Figure 3 Relationship between the concentration of Fe (A, B), Cu (C, D), and Zn (E, F) with the individual factors concentration of As (V) and concentration of SiO₂ NPs in roots and leaves of S. lycopersicum. The regression curve of As (V) refers to the mean values of three replicates. The regression curve of SiO₂ NPs refers to the mean values of six replicates.

SiO₂ NPs modified the Fe concentration. In the root, a decrease of 14.4 % and 8.7 % of the concentration of this micronutrient was observed due to exposure to 250 and 1000 mg L^-1 respectively. In contrast, the opposite effect was presented in the leaves, since the Fe concentration increased 45.7 % and 27.2 % with the application of 250 and 1000 mg L^-1 of SiO₂ NPs (Figure 3B). The application of 250 and 1000 mg L^-1 SiO₂ NPs induced an increase in Cu (10.8 % and 14.8 %) and Zn (18.5 % and 22.5 %) in the root; in the leaves, no effect was observed (Figure 3D and 3F).

The interaction of As (V) with the SiO₂ NPs presented a negative effect since the Fe concentration of the root decreased above 45.7 % with 3.2 mg L^-1 of As and 1000 mg L^-1 of SiO₂ NPs (Figure 4A). However, in the absence of As (V) it was observed that both concentrations of SiO₂ NPs (250 and 1000 mg L^-1) induced a higher concentration of Fe (8.3 % and 14.1 % more than control) in the leaves. When the concentration of As (V) was 0.2-1.6 mg L^-1, the application of 250 mg L^-1 of SiO₂ NPs induced an increase in the Fe content in the leaves of 13.1 %, 49.6 %, 37.9 % and 20.9 % respectively, in relation to the control (Figure 4B).
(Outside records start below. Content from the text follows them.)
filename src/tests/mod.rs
pub mod support;
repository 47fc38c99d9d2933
use crate::models::Transaction;
use std::sync::atomic::{AtomicU64, Ordering};
use tokio::sync::Mutex;

/// Per-address state: the scan cursor and the transactions found so far.
#[derive(Debug)]
pub struct Account {
    /// Next height no worker has claimed yet.
    cursor: AtomicU64,
    /// Discovery order, not block order.
    transactions: Mutex<Vec<Transaction>>,
}

impl Account {
    pub fn new(cursor: u64) -> Self {
        Self {
            cursor: AtomicU64::new(cursor),
            transactions: Mutex::new(Vec::new()),
        }
    }

    pub fn cursor(&self) -> u64 {
        self.cursor.load(Ordering::SeqCst)
    }

    /// Reserve the next height. Concurrent callers always get distinct heights.
    pub fn claim_next_height(&self) -> u64 {
        self.cursor.fetch_add(1, Ordering::SeqCst)
    }

    /// Move the cursor past `count` heights without scanning them.
    pub fn skip_heights(&self, count: u64) -> u64 {
        self.cursor.fetch_add(count, Ordering::SeqCst)
    }

    pub async fn append(&self, transactions: &[Transaction]) -> usize {
        let mut stored = self.transactions.lock().await;
        stored.extend_from_slice(transactions);
        stored.len()
    }

    /// Copy of the history, highest block first. Equal heights keep discovery order.
    pub async fn sorted_transactions(&self) -> Vec<Transaction> {
        let mut snapshot = self.transactions.lock().await.clone();
        snapshot.sort_by(|a, b| b.block_number.cmp(&a.block_number));
        snapshot
    }
}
Figure 4 Effect of the interaction of factors concentration of As (V) and concentration of SiO₂ NPs on the concentration of Fe, Cu and Zn in root and leaves of S. lycopersicum. N= 6 ± standard error. * indicate significant differences according to the Fisher´s Least Significant Difference test (α = 0.05).

Cu concentration in the root was positively affected by the application of SiO₂ NPs in the absence of As (V), presenting an increase of 9.7 % and 25.2 % with 250 and 1000 mg L^-1 of SiO₂ NPs respectively compared to the control. The presence of As (V) in general induces a negative effect on the concentration of Cu in the root. However, a positive effect was observed when SiO₂ NPs were applied with respect to dose of As (V) (0.8 and 1.6 mg L^-1), but in relation to the control the dose of 3.2 mg L^-1 in combination with 250 and 1000 mg L^-1 of SiO₂ NPs reduced 19.1 % and 32.4 % the concentration of Cu, respectively (Figure 4C). The Cu concentration in the leaves increased 154.6 % with the combination of 0.4 mg L^-1 As (V) and 250 mg L^-1 SiO₂ NPs only, in the rest of the As (V)-SiO₂ NPs interactions the effect was null or negative (Figure 4D).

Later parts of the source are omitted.